Gli incantesimi di Taj Mahal vincono anche contro la pioggia

Nel ’69 gli appassionati accolsero con entusiasmo Giant Step, vocabolario elettroacustico del blues di Taj Mahal. 40 anni dopo Mahal è sempre in pista e - malgrado qualche esperienza discutibile come l’infatuazione per i suoni hawaiani - è ancora un pioniere delle contaminazioni. Da qualche tempo è tornato al blues, un blues basico ma fantasioso, che media tensione e relax nel vibrante e scarno dialogo antifonale della sua chitarra (del banjo e della tastiera) col basso di Bill Rich e con la batteria di Kester Smith.

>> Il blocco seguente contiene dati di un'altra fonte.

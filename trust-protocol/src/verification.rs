//! Signal verification.
//!
//! Verification checks a signal against its claimed source and adjusts its
//! confidence. [`MockSignalVerifier`] simulates this with latency and a
//! random failure rate; real verifiers (GitHub, DNS, ORCID) plug in through
//! the [`SignalVerifier`] trait.

use async_trait::async_trait;
use rand::rngs::StdRng;
use rand::{Rng, SeedableRng};
use tokio::sync::Mutex;
use tracing::{debug, warn};

use crate::config::VerifierConfig;
use crate::types::{Signal, ValidationRequest, VerificationStatus};

const NOTE_TOO_SHORT: &str = "Content too short to verify.";
const NOTE_TIMEOUT: &str = "Source endpoint timeout.";
const NOTE_CONFIRMED: &str = "Independently confirmed via oracle.";

/// Trait for verifying signals.
///
/// Verification never mutates the input. A failed verification is a normal
/// outcome recorded on the returned signal, not an error.
#[async_trait]
pub trait SignalVerifier: Send + Sync {
    /// Name of the verifier.
    fn name(&self) -> &str;

    /// Verify one signal and return the updated copy.
    async fn verify(&self, signal: &Signal) -> Signal;

    /// Verify every signal of a request, in order.
    async fn verify_request(&self, request: &ValidationRequest) -> ValidationRequest {
        let mut verified = Vec::with_capacity(request.signals.len());
        for signal in &request.signals {
            verified.push(self.verify(signal).await);
        }
        ValidationRequest {
            signals: verified,
            ..request.clone()
        }
    }
}

/// Simulated verifier.
///
/// Fails signals whose content is too short, fails the rest at random with
/// the configured rate and otherwise boosts confidence.
pub struct MockSignalVerifier {
    config: VerifierConfig,
    rng: Mutex<StdRng>,
}

impl MockSignalVerifier {
    /// Create a verifier with default settings and an entropy-seeded RNG.
    pub fn new() -> Self {
        Self::with_config(VerifierConfig::default())
    }

    /// Create with custom configuration.
    pub fn with_config(config: VerifierConfig) -> Self {
        Self {
            config,
            rng: Mutex::new(StdRng::from_entropy()),
        }
    }

    /// Use a fixed seed so outcomes are reproducible.
    pub fn with_seed(mut self, seed: u64) -> Self {
        self.rng = Mutex::new(StdRng::seed_from_u64(seed));
        self
    }

    /// Set the random failure rate.
    pub fn with_failure_rate(mut self, failure_rate: f64) -> Self {
        self.config.failure_rate = failure_rate;
        self
    }

    /// Set the simulated latency.
    pub fn with_delay_ms(mut self, delay_ms: u64) -> Self {
        self.config.delay_ms = delay_ms;
        self
    }

    pub fn config(&self) -> &VerifierConfig {
        &self.config
    }

    async fn roll_failure(&self) -> bool {
        let rate = if self.config.failure_rate.is_finite() {
            self.config.failure_rate.clamp(0.0, 1.0)
        } else {
            0.0
        };
        let mut rng = self.rng.lock().await;
        rng.gen_bool(rate)
    }

    fn failed(&self, signal: &Signal, note: &str) -> Signal {
        Signal {
            verification_status: VerificationStatus::Failed,
            verification_note: Some(note.to_string()),
            confidence: self.config.failure_confidence,
            ..signal.clone()
        }
    }
}

impl Default for MockSignalVerifier {
    fn default() -> Self {
        Self::new()
    }
}

#[async_trait]
impl SignalVerifier for MockSignalVerifier {
    fn name(&self) -> &str {
        "mock_signal_verifier"
    }

    async fn verify(&self, signal: &Signal) -> Signal {
        debug!(signal_id = %signal.id, source = signal.source.as_str(), "Verifying signal");

        if self.config.delay_ms > 0 {
            tokio::time::sleep(self.config.delay()).await;
        }

        if signal.content.chars().count() < self.config.min_content_len {
            warn!(signal_id = %signal.id, "Signal content too short to verify");
            return self.failed(signal, NOTE_TOO_SHORT);
        }

        if self.roll_failure().await {
            warn!(signal_id = %signal.id, "Simulated source endpoint timeout");
            return self.failed(signal, NOTE_TIMEOUT);
        }

        let confidence = (signal.confidence + self.config.success_boost).min(1.0);
        debug!(signal_id = %signal.id, confidence, "Signal verified");

        Signal {
            verification_status: VerificationStatus::Verified,
            verification_note: Some(NOTE_CONFIRMED.to_string()),
            confidence,
            ..signal.clone()
        }
    }
}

Così tra richiamo alle radici e parodia è arrivato all’Arena per il Milano Jazzin’ Festival, legando alla sua voce profonda i guizzanti arpeggi di chitarra, il ragtime riadattato a calypso, la tradizione e l’attualità nel rileggere classici come Blues With a Feeling o il suo scanzonato Fishin’ Blues.

In un gioco cangiante di seduzioni melodiche e ritmiche, semplice e immediato senza mai essere banale, contemporaneo ma in chiave rustica, ha coinvolto emotivamente gli spettatori che per lui hanno sopportato persino l’acquazzone finale.